(Material shown Opens)
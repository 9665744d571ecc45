//! In-process MCP servers reachable through `mcp_message` control requests.

pub mod bridge;
pub mod server;
pub mod transport;

pub use bridge::McpBridge;
pub use server::{handler_server, HandlerServer, McpServer, MessageHandler};
pub use transport::{ServerTransport, TransportSender};
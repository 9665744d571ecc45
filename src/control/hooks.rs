//! Hook callback registration.
//!
//! Callers attach hooks to lifecycle events at session start. Each handler
//! gets a generated callback id; the ids are announced to the agent in the
//! `initialize` request and echoed back in `hook_callback` requests.

use std::collections::{BTreeMap, HashMap};
use std::fmt;
use std::future::Future;
use std::sync::atomic::{AtomicU64, Ordering};
use std::sync::{Arc, Mutex, MutexGuard, PoisonError};

use futures_util::future::BoxFuture;
use futures_util::FutureExt;
use serde_json::Value;
use tokio_util::sync::CancellationToken;

use crate::protocol::envelope::{HookEvent, HookMatcherConfig};
use crate::Result;

/// Context handed to a hook invocation.
#[derive(Debug, Clone)]
pub struct HookContext {
    /// Fires when the agent cancels the request or the session closes.
    pub signal: CancellationToken,
}

/// Caller hook handler: `(input, tool_use_id, context) -> output`.
pub type HookCallback =
    Arc<dyn Fn(Value, Option<String>, HookContext) -> BoxFuture<'static, Result<Value>> + Send + Sync>;

/// Wrap an async closure as a [`HookCallback`].
#[must_use]
pub fn hook_callback<F, Fut>(f: F) -> HookCallback
where
    F: Fn(Value, Option<String>, HookContext) -> Fut + Send + Sync + 'static,
    Fut: Future<Output = Result<Value>> + Send + 'static,
{
    Arc::new(move |input, tool_use_id, ctx| f(input, tool_use_id, ctx).boxed())
}

/// Handlers attached to one event, optionally limited to matching tools.
#[derive(Clone)]
pub struct HookMatcher {
    /// Tool-name pattern; `None` applies to every tool.
    pub matcher: Option<String>,
    /// Handlers run for this matcher.
    pub hooks: Vec<HookCallback>,
    /// Timeout in seconds forwarded to the agent.
    pub timeout: Option<u64>,
}

impl HookMatcher {
    /// Matcher applying `hooks` to every tool.
    #[must_use]
    pub fn new(hooks: Vec<HookCallback>) -> Self {
        Self {
            matcher: None,
            hooks,
            timeout: None,
        }
    }

    /// Restrict the matcher to tools matching `pattern`.
    #[must_use]
    pub fn with_matcher(mut self, pattern: impl Into<String>) -> Self {
        self.matcher = Some(pattern.into());
        self
    }

    /// Set the per-hook timeout in seconds.
    #[must_use]
    pub fn with_timeout(mut self, seconds: u64) -> Self {
        self.timeout = Some(seconds);
        self
    }
}

impl fmt::Debug for HookMatcher {
    fn fmt(&self, f: &mut fmt::Formatter<'_>) -> fmt::Result {
        f.debug_struct("HookMatcher")
            .field("matcher", &self.matcher)
            .field("hooks", &self.hooks.len())
            .field("timeout", &self.timeout)
            .finish()
    }
}

/// Callback id → handler table for one session.
#[derive(Default)]
pub struct HookRegistry {
    entries: Mutex<HashMap<String, HookCallback>>,
    counter: AtomicU64,
}

impl fmt::Debug for HookRegistry {
    fn fmt(&self, f: &mut fmt::Formatter<'_>) -> fmt::Result {
        f.debug_struct("HookRegistry")
            .field("entries", &self.len())
            .finish()
    }
}

impl HookRegistry {
    /// Empty registry.
    #[must_use]
    pub fn new() -> Self {
        Self::default()
    }

    /// Store `callback` under `id`, replacing any previous handler.
    pub fn register(&self, id: impl Into<String>, callback: HookCallback) {
        self.lock().insert(id.into(), callback);
    }

    /// Handler registered under `id`.
    #[must_use]
    pub fn get(&self, id: &str) -> Option<HookCallback> {
        self.lock().get(id).cloned()
    }

    /// Number of registered handlers.
    #[must_use]
    pub fn len(&self) -> usize {
        self.lock().len()
    }

    /// Whether no handler is registered.
    #[must_use]
    pub fn is_empty(&self) -> bool {
        self.len() == 0
    }

    /// Register every handler in `matchers` under fresh ids and return the
    /// wire configuration for the `initialize` request.
    pub fn register_matchers(
        &self,
        matchers: &BTreeMap<HookEvent, Vec<HookMatcher>>,
    ) -> BTreeMap<HookEvent, Vec<HookMatcherConfig>> {
        let mut wire = BTreeMap::new();
        for (event, list) in matchers {
            let configs = list
                .iter()
                .map(|m| HookMatcherConfig {
                    matcher: m.matcher.clone(),
                    hook_callback_ids: m
                        .hooks
                        .iter()
                        .map(|hook| {
                            let id = self.next_id();
                            self.register(id.clone(), Arc::clone(hook));
                            id
                        })
                        .collect(),
                    timeout: m.timeout,
                })
                .collect::<Vec<_>>();
            if !configs.is_empty() {
                wire.insert(*event, configs);
            }
        }
        wire
    }

    fn next_id(&self) -> String {
        format!("hook_{}", self.counter.fetch_add(1, Ordering::Relaxed))
    }

    fn lock(&self) -> MutexGuard<'_, HashMap<String, HookCallback>> {
        self.entries.lock().unwrap_or_else(PoisonError::into_inner)
    }
}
(Material shown Closes)
From the listing above, output exactly the run of lines that starts with the line containing "for one session." and ends with the line containing "let id = self.next_id();".

/// Callback id → handler table for one session.
#[derive(Default)]
pub struct HookRegistry {
    entries: Mutex<HashMap<String, HookCallback>>,
    counter: AtomicU64,
}

impl fmt::Debug for HookRegistry {
    fn fmt(&self, f: &mut fmt::Formatter<'_>) -> fmt::Result {
        f.debug_struct("HookRegistry")
            .field("entries", &self.len())
            .finish()
    }
}

impl HookRegistry {
    /// Empty registry.
    #[must_use]
    pub fn new() -> Self {
        Self::default()
    }

    /// Store `callback` under `id`, replacing any previous handler.
    pub fn register(&self, id: impl Into<String>, callback: HookCallback) {
        self.lock().insert(id.into(), callback);
    }

    /// Handler registered under `id`.
    #[must_use]
    pub fn get(&self, id: &str) -> Option<HookCallback> {
        self.lock().get(id).cloned()
    }

    /// Number of registered handlers.
    #[must_use]
    pub fn len(&self) -> usize {
        self.lock().len()
    }

    /// Whether no handler is registered.
    #[must_use]
    pub fn is_empty(&self) -> bool {
        self.len() == 0
    }

    /// Register every handler in `matchers` under fresh ids and return the
    /// wire configuration for the `initialize` request.
    pub fn register_matchers(
        &self,
        matchers: &BTreeMap<HookEvent, Vec<HookMatcher>>,
    ) -> BTreeMap<HookEvent, Vec<HookMatcherConfig>> {
        let mut wire = BTreeMap::new();
        for (event, list) in matchers {
            let configs = list
                .iter()
                .map(|m| HookMatcherConfig {
                    matcher: m.matcher.clone(),
                    hook_callback_ids: m
                        .hooks
                        .iter()
                        .map(|hook| {
                            let id = self.next_id();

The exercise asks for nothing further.